» Your assignment
Copy every line that holds the string "Replaces" from the data below.

» Exercise material
####################

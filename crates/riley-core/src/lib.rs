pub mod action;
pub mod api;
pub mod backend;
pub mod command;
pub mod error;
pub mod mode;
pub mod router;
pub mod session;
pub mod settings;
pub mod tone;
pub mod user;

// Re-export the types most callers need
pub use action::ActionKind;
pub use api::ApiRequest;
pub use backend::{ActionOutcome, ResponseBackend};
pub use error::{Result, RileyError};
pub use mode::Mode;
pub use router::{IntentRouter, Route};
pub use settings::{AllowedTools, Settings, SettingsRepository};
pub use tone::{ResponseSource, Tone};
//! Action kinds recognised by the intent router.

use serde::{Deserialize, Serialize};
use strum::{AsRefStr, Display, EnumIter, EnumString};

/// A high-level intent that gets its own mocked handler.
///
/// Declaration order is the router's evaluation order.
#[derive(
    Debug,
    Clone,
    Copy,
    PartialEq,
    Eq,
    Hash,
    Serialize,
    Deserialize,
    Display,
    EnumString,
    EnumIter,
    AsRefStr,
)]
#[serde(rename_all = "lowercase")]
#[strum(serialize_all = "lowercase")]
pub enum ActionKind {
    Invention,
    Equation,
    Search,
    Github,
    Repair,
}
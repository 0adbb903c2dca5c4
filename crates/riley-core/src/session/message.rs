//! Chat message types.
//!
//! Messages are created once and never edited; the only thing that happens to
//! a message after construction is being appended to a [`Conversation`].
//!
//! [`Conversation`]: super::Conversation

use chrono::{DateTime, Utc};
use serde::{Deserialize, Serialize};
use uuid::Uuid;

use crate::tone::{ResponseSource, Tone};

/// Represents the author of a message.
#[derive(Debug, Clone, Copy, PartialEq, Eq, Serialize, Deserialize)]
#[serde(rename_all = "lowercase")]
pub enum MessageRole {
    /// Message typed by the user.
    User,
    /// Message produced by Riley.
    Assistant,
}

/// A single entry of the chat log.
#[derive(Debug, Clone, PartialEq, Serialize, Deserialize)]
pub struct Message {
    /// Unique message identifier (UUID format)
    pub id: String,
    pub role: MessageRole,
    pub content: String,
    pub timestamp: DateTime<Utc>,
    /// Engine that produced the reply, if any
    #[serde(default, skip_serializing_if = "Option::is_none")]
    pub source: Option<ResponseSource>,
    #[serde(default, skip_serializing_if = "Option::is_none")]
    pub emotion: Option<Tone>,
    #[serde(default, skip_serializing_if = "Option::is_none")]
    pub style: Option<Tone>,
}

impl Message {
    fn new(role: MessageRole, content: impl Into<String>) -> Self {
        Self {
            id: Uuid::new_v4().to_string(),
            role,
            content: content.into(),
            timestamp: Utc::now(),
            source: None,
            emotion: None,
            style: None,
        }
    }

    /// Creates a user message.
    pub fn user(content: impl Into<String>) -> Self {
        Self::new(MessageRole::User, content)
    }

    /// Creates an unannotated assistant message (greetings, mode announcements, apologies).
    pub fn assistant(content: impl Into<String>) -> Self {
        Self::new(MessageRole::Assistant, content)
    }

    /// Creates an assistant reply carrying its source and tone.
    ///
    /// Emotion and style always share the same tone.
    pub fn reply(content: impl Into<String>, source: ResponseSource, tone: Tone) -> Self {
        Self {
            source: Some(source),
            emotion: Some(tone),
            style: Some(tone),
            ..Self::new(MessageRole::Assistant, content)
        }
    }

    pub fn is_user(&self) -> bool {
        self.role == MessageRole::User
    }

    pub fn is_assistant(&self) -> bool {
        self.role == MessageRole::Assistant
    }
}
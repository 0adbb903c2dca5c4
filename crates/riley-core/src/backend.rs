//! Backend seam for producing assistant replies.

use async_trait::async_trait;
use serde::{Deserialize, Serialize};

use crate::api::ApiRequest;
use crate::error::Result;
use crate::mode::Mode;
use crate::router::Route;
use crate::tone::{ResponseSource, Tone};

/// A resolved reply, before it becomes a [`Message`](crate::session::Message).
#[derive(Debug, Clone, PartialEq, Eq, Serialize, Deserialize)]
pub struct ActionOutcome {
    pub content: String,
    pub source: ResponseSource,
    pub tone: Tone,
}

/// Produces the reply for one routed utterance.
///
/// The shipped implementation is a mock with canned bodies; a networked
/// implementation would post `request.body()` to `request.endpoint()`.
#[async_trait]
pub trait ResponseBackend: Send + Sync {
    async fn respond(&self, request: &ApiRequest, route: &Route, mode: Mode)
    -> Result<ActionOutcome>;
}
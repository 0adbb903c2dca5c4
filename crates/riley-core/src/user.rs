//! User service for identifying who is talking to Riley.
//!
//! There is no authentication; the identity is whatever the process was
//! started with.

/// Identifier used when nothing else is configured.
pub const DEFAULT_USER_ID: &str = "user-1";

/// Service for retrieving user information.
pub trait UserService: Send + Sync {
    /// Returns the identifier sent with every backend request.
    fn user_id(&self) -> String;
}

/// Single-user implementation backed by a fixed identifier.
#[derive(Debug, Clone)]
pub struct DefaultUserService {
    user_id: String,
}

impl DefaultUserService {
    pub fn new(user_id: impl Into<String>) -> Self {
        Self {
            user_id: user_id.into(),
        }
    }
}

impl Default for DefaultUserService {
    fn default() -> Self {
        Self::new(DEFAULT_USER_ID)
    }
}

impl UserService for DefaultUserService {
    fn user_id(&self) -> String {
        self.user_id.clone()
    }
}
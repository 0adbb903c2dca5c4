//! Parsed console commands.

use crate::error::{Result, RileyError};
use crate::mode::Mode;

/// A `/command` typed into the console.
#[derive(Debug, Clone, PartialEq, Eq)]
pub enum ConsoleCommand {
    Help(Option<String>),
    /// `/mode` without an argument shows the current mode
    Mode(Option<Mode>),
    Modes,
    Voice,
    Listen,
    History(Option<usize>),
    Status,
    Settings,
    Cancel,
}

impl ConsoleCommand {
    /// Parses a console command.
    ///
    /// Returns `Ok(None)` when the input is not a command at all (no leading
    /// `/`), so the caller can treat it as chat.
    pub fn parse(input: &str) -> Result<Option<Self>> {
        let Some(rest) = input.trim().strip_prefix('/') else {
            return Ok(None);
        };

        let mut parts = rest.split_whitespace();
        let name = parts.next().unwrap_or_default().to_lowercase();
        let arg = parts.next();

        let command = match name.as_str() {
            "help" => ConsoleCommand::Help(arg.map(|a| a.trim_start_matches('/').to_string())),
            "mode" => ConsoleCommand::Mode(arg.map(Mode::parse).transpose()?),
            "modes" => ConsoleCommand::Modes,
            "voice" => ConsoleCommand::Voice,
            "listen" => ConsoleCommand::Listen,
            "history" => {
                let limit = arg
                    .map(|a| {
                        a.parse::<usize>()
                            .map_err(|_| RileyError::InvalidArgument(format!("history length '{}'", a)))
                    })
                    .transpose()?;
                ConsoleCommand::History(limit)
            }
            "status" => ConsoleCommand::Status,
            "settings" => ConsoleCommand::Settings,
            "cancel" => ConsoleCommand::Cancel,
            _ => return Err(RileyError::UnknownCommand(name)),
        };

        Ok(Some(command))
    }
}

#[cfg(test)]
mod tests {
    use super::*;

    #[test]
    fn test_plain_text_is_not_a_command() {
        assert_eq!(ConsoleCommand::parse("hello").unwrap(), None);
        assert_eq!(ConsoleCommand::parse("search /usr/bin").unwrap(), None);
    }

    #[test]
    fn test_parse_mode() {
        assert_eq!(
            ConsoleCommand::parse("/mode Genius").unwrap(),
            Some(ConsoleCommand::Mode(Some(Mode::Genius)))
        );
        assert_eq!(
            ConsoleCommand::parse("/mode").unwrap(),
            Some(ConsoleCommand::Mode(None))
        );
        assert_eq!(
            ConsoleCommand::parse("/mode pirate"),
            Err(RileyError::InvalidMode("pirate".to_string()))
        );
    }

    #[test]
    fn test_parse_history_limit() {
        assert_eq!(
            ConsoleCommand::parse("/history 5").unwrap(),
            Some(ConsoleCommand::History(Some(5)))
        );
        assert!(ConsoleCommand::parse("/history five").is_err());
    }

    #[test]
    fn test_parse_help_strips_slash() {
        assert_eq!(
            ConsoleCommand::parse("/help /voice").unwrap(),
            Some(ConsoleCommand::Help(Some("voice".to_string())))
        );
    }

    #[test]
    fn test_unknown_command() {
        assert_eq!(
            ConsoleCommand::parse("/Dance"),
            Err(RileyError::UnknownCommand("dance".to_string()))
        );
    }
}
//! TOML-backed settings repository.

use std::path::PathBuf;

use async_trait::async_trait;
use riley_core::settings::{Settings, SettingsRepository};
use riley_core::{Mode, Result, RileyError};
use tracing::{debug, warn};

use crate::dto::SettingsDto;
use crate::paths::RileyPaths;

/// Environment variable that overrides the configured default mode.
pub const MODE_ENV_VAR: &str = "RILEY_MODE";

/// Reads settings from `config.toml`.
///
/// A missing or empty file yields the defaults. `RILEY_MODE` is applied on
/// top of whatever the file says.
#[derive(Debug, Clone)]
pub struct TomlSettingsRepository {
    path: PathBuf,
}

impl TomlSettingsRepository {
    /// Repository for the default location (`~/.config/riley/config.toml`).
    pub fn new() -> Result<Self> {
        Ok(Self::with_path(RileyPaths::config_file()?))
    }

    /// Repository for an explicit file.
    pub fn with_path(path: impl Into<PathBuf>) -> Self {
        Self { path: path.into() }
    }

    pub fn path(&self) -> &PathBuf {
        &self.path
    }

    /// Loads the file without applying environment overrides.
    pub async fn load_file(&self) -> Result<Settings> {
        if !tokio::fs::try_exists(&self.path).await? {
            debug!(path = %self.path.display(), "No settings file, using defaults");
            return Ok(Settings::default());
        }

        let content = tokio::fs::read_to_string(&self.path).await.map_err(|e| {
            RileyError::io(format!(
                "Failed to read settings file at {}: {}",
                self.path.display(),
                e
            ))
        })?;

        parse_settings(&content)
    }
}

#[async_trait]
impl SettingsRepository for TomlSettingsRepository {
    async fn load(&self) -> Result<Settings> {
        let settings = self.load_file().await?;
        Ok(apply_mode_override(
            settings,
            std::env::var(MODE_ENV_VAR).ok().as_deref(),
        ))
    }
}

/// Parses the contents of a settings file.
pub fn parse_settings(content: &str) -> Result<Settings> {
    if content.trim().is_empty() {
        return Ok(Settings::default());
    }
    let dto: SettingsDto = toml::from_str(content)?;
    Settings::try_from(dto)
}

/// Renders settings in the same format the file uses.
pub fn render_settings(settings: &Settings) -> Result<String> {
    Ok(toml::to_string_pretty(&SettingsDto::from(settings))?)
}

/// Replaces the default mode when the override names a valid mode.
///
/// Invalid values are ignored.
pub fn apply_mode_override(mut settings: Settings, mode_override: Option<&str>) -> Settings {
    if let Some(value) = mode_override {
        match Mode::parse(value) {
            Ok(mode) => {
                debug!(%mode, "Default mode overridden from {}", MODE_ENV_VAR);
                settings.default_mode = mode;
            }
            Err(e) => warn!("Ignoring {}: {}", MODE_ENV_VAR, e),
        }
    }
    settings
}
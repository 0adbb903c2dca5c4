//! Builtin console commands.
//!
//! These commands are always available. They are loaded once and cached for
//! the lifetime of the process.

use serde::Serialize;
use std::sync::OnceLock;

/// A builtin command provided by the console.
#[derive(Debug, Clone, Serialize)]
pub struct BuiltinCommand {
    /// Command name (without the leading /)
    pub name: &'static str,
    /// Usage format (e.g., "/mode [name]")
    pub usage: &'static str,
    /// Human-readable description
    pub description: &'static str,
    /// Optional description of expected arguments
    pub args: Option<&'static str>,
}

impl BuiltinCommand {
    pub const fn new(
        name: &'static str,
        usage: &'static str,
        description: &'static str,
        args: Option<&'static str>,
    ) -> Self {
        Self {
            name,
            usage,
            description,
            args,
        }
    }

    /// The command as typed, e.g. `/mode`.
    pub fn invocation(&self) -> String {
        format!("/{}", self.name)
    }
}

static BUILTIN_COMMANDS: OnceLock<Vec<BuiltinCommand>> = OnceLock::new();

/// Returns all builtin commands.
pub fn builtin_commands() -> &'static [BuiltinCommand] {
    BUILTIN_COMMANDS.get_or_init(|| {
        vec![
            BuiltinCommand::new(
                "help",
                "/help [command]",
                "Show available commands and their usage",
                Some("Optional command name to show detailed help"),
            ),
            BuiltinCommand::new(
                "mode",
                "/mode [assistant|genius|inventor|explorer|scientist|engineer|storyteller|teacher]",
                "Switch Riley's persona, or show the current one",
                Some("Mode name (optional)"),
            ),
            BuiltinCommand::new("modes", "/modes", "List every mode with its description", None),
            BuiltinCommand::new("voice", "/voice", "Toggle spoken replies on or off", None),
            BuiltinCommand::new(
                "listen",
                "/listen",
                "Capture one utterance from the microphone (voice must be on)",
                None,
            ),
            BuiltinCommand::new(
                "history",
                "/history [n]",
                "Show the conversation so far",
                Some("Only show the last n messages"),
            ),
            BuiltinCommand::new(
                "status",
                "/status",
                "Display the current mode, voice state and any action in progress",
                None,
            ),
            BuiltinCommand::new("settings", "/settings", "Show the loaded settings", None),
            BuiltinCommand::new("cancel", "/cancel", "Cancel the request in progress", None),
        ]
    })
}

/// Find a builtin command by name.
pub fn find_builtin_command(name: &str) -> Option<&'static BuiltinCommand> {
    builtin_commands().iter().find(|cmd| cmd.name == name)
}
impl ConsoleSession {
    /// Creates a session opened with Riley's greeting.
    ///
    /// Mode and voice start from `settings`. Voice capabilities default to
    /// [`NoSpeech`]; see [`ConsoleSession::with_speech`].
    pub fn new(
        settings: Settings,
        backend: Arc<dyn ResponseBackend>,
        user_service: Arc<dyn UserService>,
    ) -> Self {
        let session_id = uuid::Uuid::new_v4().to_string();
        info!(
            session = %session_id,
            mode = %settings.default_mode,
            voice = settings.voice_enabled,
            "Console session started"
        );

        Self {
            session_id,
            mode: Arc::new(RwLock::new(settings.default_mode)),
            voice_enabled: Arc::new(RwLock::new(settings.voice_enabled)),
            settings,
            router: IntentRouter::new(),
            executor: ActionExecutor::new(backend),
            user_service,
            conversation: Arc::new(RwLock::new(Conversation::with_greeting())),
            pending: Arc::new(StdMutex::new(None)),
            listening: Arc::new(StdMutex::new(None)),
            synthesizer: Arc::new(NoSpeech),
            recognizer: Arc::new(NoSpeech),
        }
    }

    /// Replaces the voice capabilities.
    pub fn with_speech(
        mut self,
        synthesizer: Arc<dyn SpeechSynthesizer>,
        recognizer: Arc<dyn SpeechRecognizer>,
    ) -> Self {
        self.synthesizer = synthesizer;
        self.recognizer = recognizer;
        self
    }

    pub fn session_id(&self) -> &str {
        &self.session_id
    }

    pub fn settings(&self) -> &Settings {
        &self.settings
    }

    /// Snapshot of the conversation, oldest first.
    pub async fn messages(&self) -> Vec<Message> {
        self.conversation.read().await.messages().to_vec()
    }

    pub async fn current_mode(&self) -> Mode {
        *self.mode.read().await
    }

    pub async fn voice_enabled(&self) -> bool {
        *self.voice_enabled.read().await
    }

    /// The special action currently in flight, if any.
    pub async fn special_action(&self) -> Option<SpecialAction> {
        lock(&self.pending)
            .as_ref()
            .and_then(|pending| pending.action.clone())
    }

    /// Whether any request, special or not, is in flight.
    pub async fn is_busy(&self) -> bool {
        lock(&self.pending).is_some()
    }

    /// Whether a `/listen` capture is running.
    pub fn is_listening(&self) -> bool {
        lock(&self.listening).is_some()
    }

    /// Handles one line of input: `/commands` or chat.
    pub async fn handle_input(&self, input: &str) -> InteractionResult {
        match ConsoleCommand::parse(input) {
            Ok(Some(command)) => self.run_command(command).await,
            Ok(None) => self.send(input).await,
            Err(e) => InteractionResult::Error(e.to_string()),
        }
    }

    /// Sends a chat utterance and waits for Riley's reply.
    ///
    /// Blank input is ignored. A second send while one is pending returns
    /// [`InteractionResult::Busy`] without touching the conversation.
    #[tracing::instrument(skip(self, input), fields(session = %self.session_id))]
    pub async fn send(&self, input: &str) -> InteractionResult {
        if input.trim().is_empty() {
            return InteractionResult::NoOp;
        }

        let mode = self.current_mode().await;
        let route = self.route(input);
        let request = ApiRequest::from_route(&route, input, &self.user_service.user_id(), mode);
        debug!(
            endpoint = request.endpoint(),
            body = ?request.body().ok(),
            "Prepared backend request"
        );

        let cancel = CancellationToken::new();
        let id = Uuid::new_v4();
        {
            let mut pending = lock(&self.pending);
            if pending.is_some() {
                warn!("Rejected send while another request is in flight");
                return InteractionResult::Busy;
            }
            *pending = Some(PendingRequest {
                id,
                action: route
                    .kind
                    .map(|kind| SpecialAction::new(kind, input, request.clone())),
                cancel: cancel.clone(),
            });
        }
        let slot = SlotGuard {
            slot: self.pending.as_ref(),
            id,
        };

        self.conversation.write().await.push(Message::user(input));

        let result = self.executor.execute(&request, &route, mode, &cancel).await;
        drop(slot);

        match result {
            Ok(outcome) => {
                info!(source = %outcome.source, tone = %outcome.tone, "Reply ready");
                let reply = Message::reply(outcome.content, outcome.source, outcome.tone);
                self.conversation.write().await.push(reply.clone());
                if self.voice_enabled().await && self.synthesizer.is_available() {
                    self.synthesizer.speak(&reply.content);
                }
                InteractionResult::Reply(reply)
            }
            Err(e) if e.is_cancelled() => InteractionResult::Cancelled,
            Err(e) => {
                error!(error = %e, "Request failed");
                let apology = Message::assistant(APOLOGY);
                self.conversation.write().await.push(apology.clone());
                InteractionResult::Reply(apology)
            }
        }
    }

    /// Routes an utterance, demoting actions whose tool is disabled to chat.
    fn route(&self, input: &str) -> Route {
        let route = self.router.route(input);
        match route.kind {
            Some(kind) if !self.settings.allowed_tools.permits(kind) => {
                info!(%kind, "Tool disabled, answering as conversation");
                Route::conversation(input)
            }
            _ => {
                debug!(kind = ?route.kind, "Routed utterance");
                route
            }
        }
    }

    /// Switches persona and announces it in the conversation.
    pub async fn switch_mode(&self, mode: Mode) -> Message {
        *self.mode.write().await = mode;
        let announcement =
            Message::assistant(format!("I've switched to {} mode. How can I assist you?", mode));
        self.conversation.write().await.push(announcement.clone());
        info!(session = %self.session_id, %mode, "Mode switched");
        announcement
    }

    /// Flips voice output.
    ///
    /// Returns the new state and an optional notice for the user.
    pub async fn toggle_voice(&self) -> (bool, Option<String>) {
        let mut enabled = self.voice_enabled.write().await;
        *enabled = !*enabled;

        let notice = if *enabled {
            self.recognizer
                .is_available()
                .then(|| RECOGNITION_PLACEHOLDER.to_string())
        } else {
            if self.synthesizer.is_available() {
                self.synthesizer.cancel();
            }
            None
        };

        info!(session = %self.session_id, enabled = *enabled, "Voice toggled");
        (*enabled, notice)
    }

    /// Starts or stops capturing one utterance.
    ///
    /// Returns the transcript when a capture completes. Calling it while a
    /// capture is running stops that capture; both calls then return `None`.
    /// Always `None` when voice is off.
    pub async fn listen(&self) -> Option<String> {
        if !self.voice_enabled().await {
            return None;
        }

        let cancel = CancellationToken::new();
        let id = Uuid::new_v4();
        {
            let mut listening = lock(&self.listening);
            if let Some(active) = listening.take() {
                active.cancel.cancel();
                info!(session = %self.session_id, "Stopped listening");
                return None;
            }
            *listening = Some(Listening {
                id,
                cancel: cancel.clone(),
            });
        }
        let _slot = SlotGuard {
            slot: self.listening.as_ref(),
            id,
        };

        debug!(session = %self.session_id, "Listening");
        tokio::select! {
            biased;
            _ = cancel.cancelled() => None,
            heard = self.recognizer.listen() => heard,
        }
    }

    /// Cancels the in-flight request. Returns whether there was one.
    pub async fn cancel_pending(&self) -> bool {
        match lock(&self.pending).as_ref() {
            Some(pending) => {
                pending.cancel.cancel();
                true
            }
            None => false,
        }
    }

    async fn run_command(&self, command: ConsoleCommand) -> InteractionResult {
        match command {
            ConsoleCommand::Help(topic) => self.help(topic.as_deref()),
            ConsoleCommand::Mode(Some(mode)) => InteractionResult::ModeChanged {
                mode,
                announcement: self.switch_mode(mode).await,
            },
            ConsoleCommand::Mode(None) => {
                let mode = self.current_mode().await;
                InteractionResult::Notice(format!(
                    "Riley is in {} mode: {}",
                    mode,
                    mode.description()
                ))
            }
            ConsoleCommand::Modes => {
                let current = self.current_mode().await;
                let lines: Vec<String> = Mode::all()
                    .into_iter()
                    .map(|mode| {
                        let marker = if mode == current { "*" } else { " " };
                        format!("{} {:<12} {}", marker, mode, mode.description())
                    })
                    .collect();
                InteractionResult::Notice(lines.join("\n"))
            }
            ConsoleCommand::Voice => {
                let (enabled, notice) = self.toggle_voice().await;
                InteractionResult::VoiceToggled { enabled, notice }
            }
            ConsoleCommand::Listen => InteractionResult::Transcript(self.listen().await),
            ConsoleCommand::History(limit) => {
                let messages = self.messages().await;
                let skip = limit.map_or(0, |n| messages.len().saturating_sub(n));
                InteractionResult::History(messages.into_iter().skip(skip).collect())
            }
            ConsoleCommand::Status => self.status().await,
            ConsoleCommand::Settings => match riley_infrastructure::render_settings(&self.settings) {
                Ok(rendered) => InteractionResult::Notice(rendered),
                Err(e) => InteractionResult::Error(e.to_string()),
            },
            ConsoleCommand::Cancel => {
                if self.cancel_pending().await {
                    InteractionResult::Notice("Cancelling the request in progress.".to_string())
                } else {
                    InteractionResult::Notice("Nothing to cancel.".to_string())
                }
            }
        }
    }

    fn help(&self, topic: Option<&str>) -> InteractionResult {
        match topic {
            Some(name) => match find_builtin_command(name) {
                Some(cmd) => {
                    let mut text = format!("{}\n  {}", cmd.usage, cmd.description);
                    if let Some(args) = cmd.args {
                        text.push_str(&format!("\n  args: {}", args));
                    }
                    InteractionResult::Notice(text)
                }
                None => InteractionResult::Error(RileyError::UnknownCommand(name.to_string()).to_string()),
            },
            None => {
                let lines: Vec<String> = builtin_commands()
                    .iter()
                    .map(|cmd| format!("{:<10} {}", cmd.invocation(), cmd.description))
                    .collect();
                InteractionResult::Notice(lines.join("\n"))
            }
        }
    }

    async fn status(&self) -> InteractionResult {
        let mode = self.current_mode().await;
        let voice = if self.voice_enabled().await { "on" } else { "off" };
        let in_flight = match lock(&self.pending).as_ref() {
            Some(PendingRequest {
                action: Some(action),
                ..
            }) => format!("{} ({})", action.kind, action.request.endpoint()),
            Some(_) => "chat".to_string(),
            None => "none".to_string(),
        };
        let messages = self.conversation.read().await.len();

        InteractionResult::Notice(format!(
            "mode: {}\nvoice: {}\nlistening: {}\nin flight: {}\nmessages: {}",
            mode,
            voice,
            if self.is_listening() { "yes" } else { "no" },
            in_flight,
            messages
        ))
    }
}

####################

» Solved problem
/// Replaces the default mode when the override names a valid mode.
    /// Replaces the voice capabilities.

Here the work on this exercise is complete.